For its relatively mobility, Joel Bazin’s set looks almost as functional as the bar in the back. This adds to the show’s realism, abetted by Thiessen prowling through the audience during Ben’s book reading that bookends the multiple flashbacks, while Julie asks if she can tidy our used cups. Other than in the present, though, we’re flies on the wall of the otherwise deserted bar, witnessing long afternoon stretches where Ben is the only customer and the two shoot the breeze via Casemore’s sharp, witty dialogue.
That dialogue is worth the price of admission, neatly tying together running themes like Julie’s mixed feelings about her self-destructive and ailing mother, the difference between having a string of partners with epic highs and lows versus one lengthy, comfortable but muted relationship (Ben muses, “I’m tired of all my stories being about her”), and Ben and Julie’s growing codependence, represented by their inability to complete crossword puzzles without each other.
The clever writing is ably assisted by strong performances by Casemore and Thiessen under Chantelle Han and Mitchell Cushman’s direction, filled with small details like how we see Julie progress from strictly pouring Maker’s Mark into shot glasses to measure Ben’s constant doubles, to simply eyeballing it into the glass as they grow comfortable with each other. Other delights are the running theme of the perpetually changing business next door, which juxtaposes with the seeming constancy of Ben and Julie’s relationship, and the fragmented timeline (that admittedly causes a bit of confusion near the end) partially due to Julie’s penchant for celebrating holidays at random and out of order.
GEMINI is a show where reading the author’s note first may actually hamper the experience, because it presents the show as an exploration of how inherently selfless people can do horrible things in a way that seems sudden and incongruous, which indicates a different goal than what’s highlighted on stage. Because of its structure, and especially in the post #MeToo era (the play was first produced in 2017), it’s hard not to see, as Ben puts it, “The inevitability of where this is going.”
Julie grows increasingly obsessed with Ben’s novel, trying to reconcile its poetry with the sardonic heavy drinker behind it.

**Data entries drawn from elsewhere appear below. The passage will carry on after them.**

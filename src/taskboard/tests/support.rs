//! Shared helpers for taskboard tests.

use chrono::{DateTime, TimeDelta, Utc};
use mockable::Clock;
use std::sync::Mutex;

/// Clock whose reading the test advances by hand.
pub struct ManualClock {
    now: Mutex<DateTime<Utc>>,
}

impl ManualClock {
    /// Creates a clock fixed at a mid-January 2025 instant.
    pub fn fixed() -> Self {
        Self {
            now: Mutex::new(DateTime::from_timestamp(1_736_899_200, 0).expect("valid timestamp")),
        }
    }

    /// Moves the clock forward.
    pub fn advance(&self, delta: TimeDelta) {
        let mut now = self.now.lock().expect("clock lock");
        *now += delta;
    }
}

impl Clock for ManualClock {
    fn local(&self) -> DateTime<chrono::Local> {
        self.utc().with_timezone(&chrono::Local)
    }

    fn utc(&self) -> DateTime<Utc> {
        *self.now.lock().expect("clock lock")
    }
}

In this vein, the play also seems to ask us to conflate poetry, artistic talent, and human insight with goodness, a mistake that many vulnerable people are increasingly less likely to make. The present colours all of Ben’s actions in the past, presenting a story that’s more gray than the purported twins of black and white.
But there’s a lot to chew on here, especially in the gulf of understanding between Ben and Julie about what it means to be a woman in the service industry, where youth is currency, kindness tends to come with strings attached, and the body is for sale in subtle and not-so-subtle ways.
Photo of Vern Thiessen and Louise Casemore by Marc Chalifoux
In Bonnie Duff’s one act, as Arthur C. Clarke famously wrote, “Overhead, without any fuss, the stars were going out.” After an intriguing opening image (scenic designer Meredith Wolting), where a shadow-puppet fox mysteriously appears inside a glowing circle, we’re presented with what happens when the sun, without fanfare or warning, seems to extinguish itself. It seems like the end of all things, but oddly, despite the world being plunged into darkness, the moon and aurora borealis are still visible and the plants are still growing. Faced with eternal night, no answers, and a lack of imminent demise, the world’s population resolutely carries on as normal.
While Duff’s play is in part a clear and obvious COVID metaphor—characters panic over diminishing resources and a potential future inability to breathe, mourn the lives they once had, grasp at straws of faith, and bemoan still having to turn assignments in while the literal sun has been blotted out—it’s not just a stand-in for the pandemic that turned our lives upside down, taking a look at some of the specific effects of solar deprivation and the sun’s place in the human story. However, the level of remove the metaphor provides may also help one process lingering feelings about the pandemic without feeling too on-the-nose or didactic. It helps that the characters are nuanced and believable, and that Duff is adept at cleverly creating scenarios to show how their fates are intertwined in increasingly complex ways.
Emmi (Duff), a reporter of Finnish heritage, travels to Finland to ask Laplanders how the people of the Midnight Sun process months of darkness, in light of the current conditions wherein that light might never return. She discovers age-old legends of a similar occurrence, delivering a thoughtful monologue where she wonders if they’re more than just stories. Her boyfriend Jamie (Landon Nesbitt, coming memorably unhinged as he increasingly wonders how everyone can just keep living) copes poorly with being left by himself, and begins to search for answers in unusual places. A “former sinner” turned street preacher (Cameron Laurie, playing a character reminiscent of his recent turn in Heroes of the Fourth Turning) drags a literal cross around while begging his fellow citizens to repent their ways, given this sign from God.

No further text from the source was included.